***** Records supplied *****

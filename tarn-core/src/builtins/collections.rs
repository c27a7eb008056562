// tarn-core - Collection built-in functions
// Copyright (c) 2025 Tom Waddington. MIT licensed.

//! Collection constructors and map operations.

use tarn_parser::{OrdMap, TarnVal};

use crate::context::CancelToken;
use crate::error::{Error, Result};

fn map_key(context: &'static str, val: &TarnVal) -> Result<String> {
    match val {
        TarnVal::Str(s) => Ok(s.to_string()),
        other => Err(Error::type_error_in(context, "string", other.type_name())),
    }
}

/// (list & xs) - List of the arguments
pub(crate) fn builtin_list(args: &[TarnVal], _token: &CancelToken) -> Result<TarnVal> {
    Ok(TarnVal::list(args.to_vec()))
}

/// (vector & xs) - Vector of the arguments
pub(crate) fn builtin_vector(args: &[TarnVal], _token: &CancelToken) -> Result<TarnVal> {
    Ok(TarnVal::vector(args.to_vec()))
}

/// (hash-map & kvs) - Map of the argument pairs; keys must be strings
pub(crate) fn builtin_hash_map(args: &[TarnVal], _token: &CancelToken) -> Result<TarnVal> {
    if args.len() % 2 != 0 {
        return Err(Error::syntax("hash-map", "requires an even number of arguments"));
    }
    let mut map = OrdMap::new();
    for pair in args.chunks(2) {
        map.insert(map_key("hash-map", &pair[0])?, pair[1].clone());
    }
    Ok(TarnVal::Map(map, None))
}

/// (set & xs) - Set of the arguments
pub(crate) fn builtin_set(args: &[TarnVal], _token: &CancelToken) -> Result<TarnVal> {
    Ok(TarnVal::set(args.to_vec()))
}

/// (get m k) - Value at key k, or nil; nil maps are empty
pub(crate) fn builtin_get(args: &[TarnVal], _token: &CancelToken) -> Result<TarnVal> {
    if args.len() != 2 {
        return Err(Error::arity_named("get", 2, args.len()));
    }
    match &args[0] {
        TarnVal::Nil => Ok(TarnVal::Nil),
        TarnVal::Map(map, _) => {
            let key = map_key("get", &args[1])?;
            Ok(map.get(&key).cloned().unwrap_or(TarnVal::Nil))
        }
        other => Err(Error::type_error_in("get", "hash-map", other.type_name())),
    }
}

/// (assoc m & kvs) - Map with the argument pairs added
pub(crate) fn builtin_assoc(args: &[TarnVal], _token: &CancelToken) -> Result<TarnVal> {
    if args.len() < 3 || args.len() % 2 != 1 {
        return Err(Error::syntax("assoc", "requires a map and key/value pairs"));
    }
    let mut map = match &args[0] {
        TarnVal::Nil => OrdMap::new(),
        TarnVal::Map(map, _) => map.clone(),
        other => return Err(Error::type_error_in("assoc", "hash-map", other.type_name())),
    };
    for pair in args[1..].chunks(2) {
        map.insert(map_key("assoc", &pair[0])?, pair[1].clone());
    }
    Ok(TarnVal::Map(map, None))
}

/// (dissoc m & ks) - Map with the argument keys removed
pub(crate) fn builtin_dissoc(args: &[TarnVal], _token: &CancelToken) -> Result<TarnVal> {
    if args.is_empty() {
        return Err(Error::arity_at_least("dissoc", 1, 0));
    }
    let mut map = match &args[0] {
        TarnVal::Map(map, _) => map.clone(),
        other => return Err(Error::type_error_in("dissoc", "hash-map", other.type_name())),
    };
    for key in &args[1..] {
        map.remove(&map_key("dissoc", key)?);
    }
    Ok(TarnVal::Map(map, None))
}

/// (keys m) - List of m's keys
pub(crate) fn builtin_keys(args: &[TarnVal], _token: &CancelToken) -> Result<TarnVal> {
    if args.len() != 1 {
        return Err(Error::arity_named("keys", 1, args.len()));
    }
    match &args[0] {
        TarnVal::Map(map, _) => Ok(TarnVal::list(
            map.keys().map(|k| TarnVal::string(k.as_str())).collect(),
        )),
        other => Err(Error::type_error_in("keys", "hash-map", other.type_name())),
    }
}

/// (vals m) - List of m's values
pub(crate) fn builtin_vals(args: &[TarnVal], _token: &CancelToken) -> Result<TarnVal> {
    if args.len() != 1 {
        return Err(Error::arity_named("vals", 1, args.len()));
    }
    match &args[0] {
        TarnVal::Map(map, _) => Ok(TarnVal::list(map.values().cloned().collect())),
        other => Err(Error::type_error_in("vals", "hash-map", other.type_name())),
    }
}

/// (contains? coll k) - True when a map has key k or a set has member k
pub(crate) fn builtin_contains_p(args: &[TarnVal], _token: &CancelToken) -> Result<TarnVal> {
    if args.len() != 2 {
        return Err(Error::arity_named("contains?", 2, args.len()));
    }
    match &args[0] {
        TarnVal::Map(map, _) => {
            let key = map_key("contains?", &args[1])?;
            Ok(TarnVal::Bool(map.contains_key(&key)))
        }
        TarnVal::Set(items, _) => Ok(TarnVal::Bool(items.contains(&args[1]))),
        other => Err(Error::type_error_in(
            "contains?",
            "hash-map or set",
            other.type_name(),
        )),
    }
}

*****

Exercise goal:
Find the word "syntax" in the entries above, then copy each line that holds it.

Exercise output:
        return Err(Error::syntax("hash-map", "requires an even number of arguments"));
        return Err(Error::syntax("assoc", "requires a map and key/value pairs"));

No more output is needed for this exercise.